What is expected: Please repeat, unchanged, the lines at the top of the listing below, ending with the one that has "pub mod idle;".

Exercise materials:

======

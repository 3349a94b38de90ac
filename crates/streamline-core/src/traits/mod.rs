// SPDX-FileCopyrightText: 2026 Streamline Contributors
// SPDX-License-Identifier: MIT OR Apache-2.0

//! Contracts for the external collaborators the pipeline depends on.
//!
//! Collaborators extend the [`CollaboratorAdapter`] base trait and use
//! `#[async_trait]` for dynamic dispatch compatibility.

pub mod adapter;
pub mod directory;
pub mod idle;
pub mod render;
pub mod transport;

pub use adapter::CollaboratorAdapter;
pub use directory::StreamDirectoryAdapter;
pub use idle::IdleScheduler;
pub use render::RenderAdapter;
pub use transport::TransportAdapter;
// SPDX-FileCopyrightText: 2026 Streamline Contributors
// SPDX-License-Identifier: MIT OR Apache-2.0

//! Transport and directory collaborators for recovery tests.

use std::sync::atomic::{AtomicBool, AtomicUsize, Ordering};
use std::sync::Mutex;
use std::time::Duration;

use async_trait::async_trait;
use streamline_core::error::StreamlineError;
use streamline_core::traits::{CollaboratorAdapter, StreamDirectoryAdapter, TransportAdapter};
use streamline_core::types::{AdapterType, MessageId, RecoverableStream, StreamId};

/// Counts resume and discard calls; can stall or fail them.
#[derive(Default)]
pub struct MockTransport {
    delay: Mutex<Duration>,
    fail_resume: AtomicBool,
    fail_discard: AtomicBool,
    resumes: AtomicUsize,
    discards: AtomicUsize,
    resumed: Mutex<Vec<StreamId>>,
    discarded: Mutex<Vec<StreamId>>,
}

impl MockTransport {
    pub fn new() -> Self {
        Self::default()
    }

    /// Every call takes `delay` before answering.
    pub fn set_delay(&self, delay: Duration) {
        *self.delay.lock().unwrap_or_else(std::sync::PoisonError::into_inner) = delay;
    }

    pub fn fail_resume(&self, fail: bool) {
        self.fail_resume.store(fail, Ordering::SeqCst);
    }

    pub fn fail_discard(&self, fail: bool) {
        self.fail_discard.store(fail, Ordering::SeqCst);
    }

    /// Number of resume calls that reached the transport.
    pub fn resume_calls(&self) -> usize {
        self.resumes.load(Ordering::SeqCst)
    }

    pub fn discard_calls(&self) -> usize {
        self.discards.load(Ordering::SeqCst)
    }

    /// Streams resumed successfully.
    pub fn resumed(&self) -> Vec<StreamId> {
        self.resumed
            .lock()
            .unwrap_or_else(std::sync::PoisonError::into_inner)
            .clone()
    }

    /// Streams discarded successfully.
    pub fn discarded(&self) -> Vec<StreamId> {
        self.discarded
            .lock()
            .unwrap_or_else(std::sync::PoisonError::into_inner)
            .clone()
    }

    async fn answer(
        &self,
        stream_id: &StreamId,
        fail: &AtomicBool,
        log: &Mutex<Vec<StreamId>>,
        verb: &str,
    ) -> Result<(), StreamlineError> {
        let delay = *self.delay.lock().unwrap_or_else(std::sync::PoisonError::into_inner);
        if !delay.is_zero() {
            tokio::time::sleep(delay).await;
        }
        if fail.load(Ordering::SeqCst) {
            return Err(StreamlineError::transport(format!(
                "mock transport refused to {verb} {stream_id}"
            )));
        }
        log.lock()
            .unwrap_or_else(std::sync::PoisonError::into_inner)
            .push(stream_id.clone());
        Ok(())
    }
}

#[async_trait]
impl CollaboratorAdapter for MockTransport {
    fn name(&self) -> &str {
        "mock-transport"
    }

    fn adapter_type(&self) -> AdapterType {
        AdapterType::Transport
    }
}

#[async_trait]
impl TransportAdapter for MockTransport {
    async fn resume_stream(&self, stream_id: &StreamId) -> Result<(), StreamlineError> {
        self.resumes.fetch_add(1, Ordering::SeqCst);
        self.answer(stream_id, &self.fail_resume, &self.resumed, "resume")
            .await
    }

    async fn discard_stream(&self, stream_id: &StreamId) -> Result<(), StreamlineError> {
        self.discards.fetch_add(1, Ordering::SeqCst);
        self.answer(stream_id, &self.fail_discard, &self.discarded, "discard")
            .await
    }
}

/// Recoverable-stream directory backed by an in-memory list.
#[derive(Default)]
pub struct MockDirectory {
    streams: Mutex<Vec<RecoverableStream>>,
    unavailable: AtomicBool,
}

impl MockDirectory {
    pub fn new() -> Self {
        Self::default()
    }

    pub fn with_streams(streams: Vec<RecoverableStream>) -> Self {
        let directory = Self::new();
        directory.set_streams(streams);
        directory
    }

    pub fn set_streams(&self, streams: Vec<RecoverableStream>) {
        *self.lock() = streams;
    }

    pub fn push(&self, stream: RecoverableStream) {
        self.lock().push(stream);
    }

    /// Makes `list_recoverable` fail until reset.
    pub fn set_unavailable(&self, unavailable: bool) {
        self.unavailable.store(unavailable, Ordering::SeqCst);
    }

    fn lock(&self) -> std::sync::MutexGuard<'_, Vec<RecoverableStream>> {
        self.streams
            .lock()
            .unwrap_or_else(std::sync::PoisonError::into_inner)
    }
}

#[async_trait]
impl CollaboratorAdapter for MockDirectory {
    fn name(&self) -> &str {
        "mock-directory"
    }

    fn adapter_type(&self) -> AdapterType {
        AdapterType::StreamDirectory
    }
}

#[async_trait]
impl StreamDirectoryAdapter for MockDirectory {
    async fn list_recoverable(&self) -> Result<Vec<RecoverableStream>, StreamlineError> {
        if self.unavailable.load(Ordering::SeqCst) {
            return Err(StreamlineError::transport("mock directory unavailable"));
        }
        Ok(self.lock().clone())
    }
}

/// Builds a recoverable stream record updated `minute` minutes past 10:00 UTC
/// on a fixed day.
pub fn recoverable(
    stream_id: &str,
    message_id: Option<&str>,
    last_content: &str,
    minute: u32,
) -> RecoverableStream {
    use chrono::TimeZone;

    RecoverableStream {
        stream_id: StreamId::from(stream_id),
        message_id: message_id.map(MessageId::from),
        last_content: last_content.to_string(),
        progress: 50,
        updated_at: chrono::Utc
            .with_ymd_and_hms(2026, 3, 1, 10, minute % 60, 0)
            .single()
            .unwrap_or_default(),
    }
}
impl MessagePipeline {
    pub fn new(config: &StreamlineConfig, collaborators: Collaborators) -> Self {
        let registry = Arc::new(LifecycleRegistry::new());
        Self {
            classifier: ContentClassifier::from_config(&config.classifier),
            matcher: RecoverableStreamMatcher::from_config(&config.matcher),
            scheduler: ProcessingScheduler::new(
                collaborators.renderer,
                collaborators.idle,
                SchedulerSettings::from_config(&config.scheduler),
            ),
            recovery: RecoveryCoordinator::from_config(
                Arc::clone(&registry),
                collaborators.transport,
                &config.recovery,
            ),
            registry,
            directory: collaborators.directory,
            render: config.render.clone(),
            entries: Mutex::new(HashMap::new()),
            streams: Mutex::new(Vec::new()),
        }
    }

    pub fn scheduler(&self) -> &ProcessingScheduler {
        &self.scheduler
    }

    pub fn registry(&self) -> &Arc<LifecycleRegistry> {
        &self.registry
    }

    /// Registers a live message. A streaming message is assumed to have a
    /// transport session feeding it unless it already carries the error
    /// flag, in which case it is registered as errored. Anything not
    /// streaming is processed immediately.
    pub fn track(&self, mut message: Message) {
        if message.streaming_state == StreamingState::Streaming && message.metadata.error {
            warn!(message_id = %message.id, "tracked streaming message already carries an error flag");
            message.streaming_state = StreamingState::Errored;
        }
        let actively_streaming = message.streaming_state == StreamingState::Streaming;
        self.insert(message, actively_streaming);
    }

    /// Registers a message loaded from history. No session feeds it, so an
    /// unsettled assistant message comes back interrupted.
    pub fn restore(&self, mut message: Message) {
        if message.streaming_state == StreamingState::Streaming {
            message.streaming_state = if is_interrupted(&message, false) {
                StreamingState::Interrupted
            } else if message.metadata.error {
                StreamingState::Errored
            } else {
                StreamingState::Complete
            };
        }
        self.insert(message, false);
    }

    fn insert(&self, message: Message, actively_streaming: bool) {
        let id = message.id.clone();
        self.registry.track(id.clone(), message.streaming_state);
        let streaming = message.streaming_state == StreamingState::Streaming;
        lock(&self.entries).insert(
            id.clone(),
            Entry {
                message,
                actively_streaming,
                skip: None,
                notice: None,
            },
        );
        if !streaming {
            self.process(&id);
        }
    }

    /// Classifies the message's visible content and schedules processing when
    /// it qualifies.
    fn process(&self, message_id: &MessageId) {
        let mut entries = lock(&self.entries);
        let Some(entry) = entries.get_mut(message_id) else {
            return;
        };
        let message = &entry.message;
        let visible = extract(&message.content, message.role).visible;
        let is_streaming = message.streaming_state == StreamingState::Streaming;
        let classification = self.classifier.classify(&visible, message.role, is_streaming);
        entry.skip = classification.skip;

        if classification.requires_processing {
            let options = self.render.options_for(classification.kind);
            debug!(message_id = %message_id, kind = %classification.kind, "scheduling content processing");
            self.scheduler.schedule(message_id.clone(), visible, options);
        } else {
            self.scheduler.cancel(message_id);
        }
    }

    /// Applies one transport event.
    ///
    /// Chunks for a message that is not streaming are ignored with a warning.
    pub fn handle_event(&self, event: TransportEvent) -> Result<(), StreamlineError> {
        let message_id = event.message_id().clone();
        if !lock(&self.entries).contains_key(&message_id) {
            return Err(StreamlineError::MessageNotFound(message_id));
        }

        match event {
            TransportEvent::Chunk { text, .. } => {
                let mut entries = lock(&self.entries);
                let Some(entry) = entries.get_mut(&message_id) else {
                    return Err(StreamlineError::MessageNotFound(message_id));
                };
                if self.registry.state(&message_id) != Some(StreamingState::Streaming) {
                    warn!(
                        message_id = %message_id,
                        state = %entry.message.streaming_state,
                        "ignoring chunk for a message that is not streaming"
                    );
                    return Ok(());
                }
                entry.message.content.push_str(&text);
                entry.actively_streaming = true;
            }
            TransportEvent::Complete { .. } => {
                self.registry.complete(&message_id)?;
                self.update(&message_id, |entry| {
                    entry.message.streaming_state = StreamingState::Complete;
                    entry.actively_streaming = false;
                });
                debug!(message_id = %message_id, "message complete");
                self.process(&message_id);
            }
            TransportEvent::Error { message, .. } => {
                self.registry.fail(&message_id)?;
                self.update(&message_id, |entry| {
                    entry.message.streaming_state = StreamingState::Errored;
                    entry.message.metadata.error = true;
                    entry.actively_streaming = false;
                    entry.notice = Some(message.clone());
                });
                warn!(message_id = %message_id, error = %message, "message generation failed");
                self.process(&message_id);
            }
        }
        Ok(())
    }

    /// Reports the transport session for a message as gone.
    ///
    /// Returns whether the message is now interrupted.
    pub fn mark_transport_lost(&self, message_id: &MessageId) -> Result<bool, StreamlineError> {
        let interrupted = {
            let mut entries = lock(&self.entries);
            let entry = entries
                .get_mut(message_id)
                .ok_or_else(|| StreamlineError::MessageNotFound(message_id.clone()))?;
            entry.actively_streaming = false;
            if !is_interrupted(&entry.message, false)
                || entry.message.streaming_state != StreamingState::Streaming
            {
                false
            } else {
                self.registry.interrupt(message_id)?;
                entry.message.streaming_state = StreamingState::Interrupted;
                true
            }
        };
        if interrupted {
            info!(message_id = %message_id, "message interrupted");
            self.process(message_id);
        }
        Ok(interrupted)
    }

    /// Replaces the recoverable-stream snapshot from the directory.
    ///
    /// On failure the previous snapshot is kept.
    pub async fn refresh_recoverable(&self) -> Result<usize, StreamlineError> {
        match self.directory.list_recoverable().await {
            Ok(streams) => {
                let count = streams.len();
                *lock(&self.streams) = streams;
                debug!(count, "recoverable stream snapshot refreshed");
                Ok(count)
            }
            Err(e) => {
                warn!(error = %e, "could not list recoverable streams");
                Err(e)
            }
        }
    }

    /// Current recoverable-stream snapshot.
    pub fn recoverable_streams(&self) -> Vec<RecoverableStream> {
        lock(&self.streams).clone()
    }

    fn assess(&self, message: &Message) -> MatchOutcome {
        self.matcher.assess(message, &lock(&self.streams))
    }

    /// Snapshot of how the message should be presented.
    pub fn view(&self, message_id: &MessageId) -> Option<crate::view::MessageView> {
        let (message, actively_streaming, skip, notice) = {
            let entries = lock(&self.entries);
            let entry = entries.get(message_id)?;
            (
                entry.message.clone(),
                entry.actively_streaming,
                entry.skip,
                entry.notice.clone(),
            )
        };
        let record = self.registry.record(message_id)?;
        let is_interrupted = record.state == StreamingState::Interrupted;
        let outcome = if is_interrupted {
            self.assess(&message)
        } else {
            MatchOutcome::default()
        };
        let processing_state = self.scheduler.state(message_id);
        let extraction = extract(&message.content, message.role);
        let raw_fallback = matches!(skip, Some(SkipReason::Oversized { .. }))
            || matches!(processing_state, ProcessingState::Error(_));

        Some(crate::view::MessageView {
            message_id: message.id.clone(),
            role: message.role,
            streaming_state: record.state,
            is_streaming: record.state == StreamingState::Streaming && actively_streaming,
            is_interrupted,
            is_resumable: record.accepts_recovery() && outcome.is_resumable(),
            can_discard: record.accepts_recovery() && outcome.can_discard(),
            is_busy: record.is_busy(),
            processed_content: processing_state.processed().cloned(),
            processing_state,
            visible_content: extraction.visible,
            thinking: extraction.thinking,
            raw_fallback,
            notice,
        })
    }

    /// Current copy of a tracked message.
    pub fn message(&self, message_id: &MessageId) -> Option<Message> {
        lock(&self.entries)
            .get(message_id)
            .map(|entry| entry.message.clone())
    }

    /// Ids of every tracked message, sorted.
    pub fn message_ids(&self) -> Vec<MessageId> {
        let mut ids: Vec<MessageId> = lock(&self.entries).keys().cloned().collect();
        ids.sort();
        ids
    }

    /// Observes the processing state of a message.
    pub fn subscribe(&self, message_id: &MessageId) -> Option<watch::Receiver<ProcessingState>> {
        self.scheduler.subscribe(message_id)
    }

    /// Finds the stream to act on against a fresh directory snapshot.
    async fn target_stream(
        &self,
        message_id: &MessageId,
        allow_discard_only: bool,
    ) -> Result<StreamId, StreamlineError> {
        let record = self
            .registry
            .record(message_id)
            .ok_or_else(|| StreamlineError::MessageNotFound(message_id.clone()))?;
        if record.is_busy() {
            return Err(StreamlineError::ResumeInFlight {
                message_id: message_id.clone(),
            });
        }

        self.refresh_recoverable().await?;
        let message = self
            .message(message_id)
            .ok_or_else(|| StreamlineError::MessageNotFound(message_id.clone()))?;
        let outcome = self.assess(&message);

        let stream = match outcome.matched {
            Some(found) => Some(found.stream),
            None if allow_discard_only => outcome.discard_only.into_iter().next(),
            None => None,
        };
        stream
            .map(|s| s.stream_id)
            .ok_or_else(|| StreamlineError::NoRecoverableStream {
                message_id: message_id.clone(),
            })
    }

    /// Resumes an interrupted message from its matched recoverable stream.
    ///
    /// Failures are kept as the message's notice and returned.
    pub async fn resume(&self, message_id: &MessageId) -> Result<StreamId, StreamlineError> {
        let result = match self.target_stream(message_id, false).await {
            Ok(stream_id) => self
                .recovery
                .resume(message_id, &stream_id)
                .await
                .map(|()| stream_id),
            Err(e) => Err(e),
        };

        match &result {
            Ok(stream_id) => {
                self.scheduler.cancel(message_id);
                self.update(message_id, |entry| {
                    entry.message.streaming_state = StreamingState::Streaming;
                    entry.actively_streaming = true;
                    entry.notice = None;
                });
                self.forget_stream(stream_id);
            }
            Err(e) => self.set_notice(message_id, e),
        }
        result
    }

    /// Releases the recoverable stream for an interrupted message. The
    /// message content stays as it is.
    pub async fn discard(&self, message_id: &MessageId) -> Result<StreamId, StreamlineError> {
        let result = match self.target_stream(message_id, true).await {
            Ok(stream_id) => self
                .recovery
                .discard(message_id, &stream_id)
                .await
                .map(|()| stream_id),
            Err(e) => Err(e),
        };

        match &result {
            Ok(stream_id) => {
                self.update(message_id, |entry| entry.notice = None);
                self.forget_stream(stream_id);
            }
            Err(e) => self.set_notice(message_id, e),
        }
        result
    }

    /// Stops tracking a message and cancels its pending work.
    pub fn remove(&self, message_id: &MessageId) -> bool {
        self.scheduler.remove(message_id);
        self.registry.remove(message_id);
        let removed = lock(&self.entries).remove(message_id).is_some();
        if removed {
            debug!(message_id = %message_id, "message removed from pipeline");
        }
        removed
    }

    /// Cancels all pending processing. Views remain readable.
    pub fn shutdown(&self) {
        self.scheduler.shutdown();
        info!("message pipeline shut down");
    }

    fn update(&self, message_id: &MessageId, apply: impl FnOnce(&mut Entry)) {
        if let Some(entry) = lock(&self.entries).get_mut(message_id) {
            apply(entry);
        }
    }

    fn set_notice(&self, message_id: &MessageId, error: &StreamlineError) {
        self.update(message_id, |entry| entry.notice = Some(error.to_string()));
    }

    fn forget_stream(&self, stream_id: &StreamId) {
        lock(&self.streams).retain(|s| &s.stream_id != stream_id);
    }
}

======

The completed task:
repository 3349a94b38de90ac
filename crates/streamline-core/src/traits/mod.rs
// SPDX-FileCopyrightText: 2026 Streamline Contributors
// SPDX-License-Identifier: MIT OR Apache-2.0

//! Contracts for the external collaborators the pipeline depends on.
//!
//! Collaborators extend the [`CollaboratorAdapter`] base trait and use
//! `#[async_trait]` for dynamic dispatch compatibility.

pub mod adapter;
pub mod directory;
pub mod idle;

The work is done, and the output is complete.